When she returned to Kenya, Wangari
Maathai worked in veterinary medicine research at the University of Nairobi,
and eventually, despite the skepticism and even opposition of the male students
and faculty, was able to earn a Ph.D. there. She worked her way up
through the academic ranks, becoming head of the veterinary medicine faculty, a
first for a woman at any department at that university.
Wangari Maathai's husband ran for
Parliament in the 1970s, and Wangari Maathai became involved in organizing work
for poor people and eventually this became a national grass-roots organization,
providing work and improving the environment at the same time. The
project has made significant headway against Kenya's deforestation.

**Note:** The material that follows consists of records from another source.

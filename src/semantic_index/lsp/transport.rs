//! Content-Length framed JSON-RPC message I/O over stdio, the same framing
//! shape as the pack's MCP stdio server, adapted from a single-reader loop
//! to one whose writer is shared across the worker pool (hence the mutex).

use std::io::{self, BufRead, Read, Write};
use std::sync::Mutex;

use serde_json::Value;

/// Reads one framed message body from `reader` and parses it as JSON.
/// Returns `Ok(None)` at clean EOF (stdin closed, e.g. the client process
/// exited without sending `exit`).
pub fn read_message(reader: &mut impl BufRead) -> io::Result<Option<Value>> {
    let mut content_length = None;
    loop {
        let mut header_line = String::new();
        let read = reader.read_line(&mut header_line)?;
        if read == 0 {
            return Ok(None);
        }
        let trimmed = header_line.trim_end_matches(['\r', '\n']);
        if trimmed.is_empty() {
            break;
        }
        if let Some(value) = trimmed.strip_prefix("Content-Length:") {
            let length = value
                .trim()
                .parse::<usize>()
                .map_err(|err| io::Error::new(io::ErrorKind::InvalidData, format!("invalid Content-Length: {err}")))?;
            content_length = Some(length);
        }
    }

    let Some(content_length) = content_length else {
        return Err(io::Error::new(io::ErrorKind::InvalidData, "missing Content-Length header"));
    };

    let mut body = vec![0; content_length];
    reader.read_exact(&mut body)?;
    let value = serde_json::from_slice(&body).map_err(|err| io::Error::new(io::ErrorKind::InvalidData, format!("parse error: {err}")))?;
    Ok(Some(value))
}

/// Serializes `payload` and writes it framed, behind a mutex so request
/// handlers on different worker threads can't interleave writes.
pub struct FramedWriter<W: Write> {
    inner: Mutex<W>,
}

impl<W: Write> FramedWriter<W> {
    pub fn new(writer: W) -> Self {
        FramedWriter { inner: Mutex::new(writer) }
    }

    pub fn write_message(&self, payload: &Value) -> io::Result<()> {
        let body = serde_json::to_vec(payload).map_err(|err| io::Error::new(io::ErrorKind::InvalidData, format!("serialize error: {err}")))?;
        let mut writer = self.inner.lock().unwrap();
        write!(writer, "Content-Length: {}\r\n\r\n", body.len())?;
        writer.write_all(&body)?;
        writer.flush()
    }
}

#[cfg(test)]
mod tests {
    use super::*;
    use std::io::Cursor;

    #[test]
    fn round_trips_a_framed_message() {
        let writer = FramedWriter::new(Vec::new());
        writer.write_message(&serde_json::json!({"jsonrpc": "2.0", "method": "ping"})).unwrap();
        let bytes = writer.inner.into_inner().unwrap();
        let mut cursor = Cursor::new(bytes);
        let read_back = read_message(&mut cursor).unwrap().unwrap();
        assert_eq!(read_back["method"], "ping");
    }

    #[test]
    fn clean_eof_returns_none() {
        let mut cursor = Cursor::new(Vec::new());
        assert!(read_message(&mut cursor).unwrap().is_none());
    }
}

Wangari Maathai's husband divorced
her in the 1980s, complaining that she was "too educated, too strong, too
successful, too stubborn and too had to control." (quote from Encyclopedia
of World Biography, 1999, Gale Group.) They had three children.
Wangari Maathai continued her work
with the Green Belt Movement, and working for environmental and women's causes.
She also served as national chairperson for the National Council of Women of
Kenya.
In 1997 Wangari Maathai ran for the
presidency of Kenya, though the party withdrew her candidacy a few days before
the election without letting her know; she was defeated for a seat in
Parliament in the same election.
In 1998, Wangari Maathai gained
worldwide attention when the Kenyan President backed development of a luxury
housing project and building began by clearing hundreds of acres of Kenya
forest. In 1991, she was arrested and imprisoned; an Amnesty International
letter-writing campaign helped free her. In 1999 she suffered head injuries
when attacked while planting trees in the Karura Public Forest in Nairobi, part
of a protest against continuing deforestation. She was arrested numerous times
by the government of Kenyan President Daniel arap Moi.
In January, 2002, Wangari Maathai
accepted a position as Visiting Fellow at Yale University's Global
Institute for Sustainable Forestry.
And in December, 2002, Wangari
Maathai was elected to Parliament, as Mwai Kibabi defeated Maathai's long-time
political nemesis, Daniel arap Moi, for 24 years the President of Kenya.
Kibabi named Maathai as Deputy Minister in the Ministry of Environment, Natural
Resources and Wildlife in January, 2003.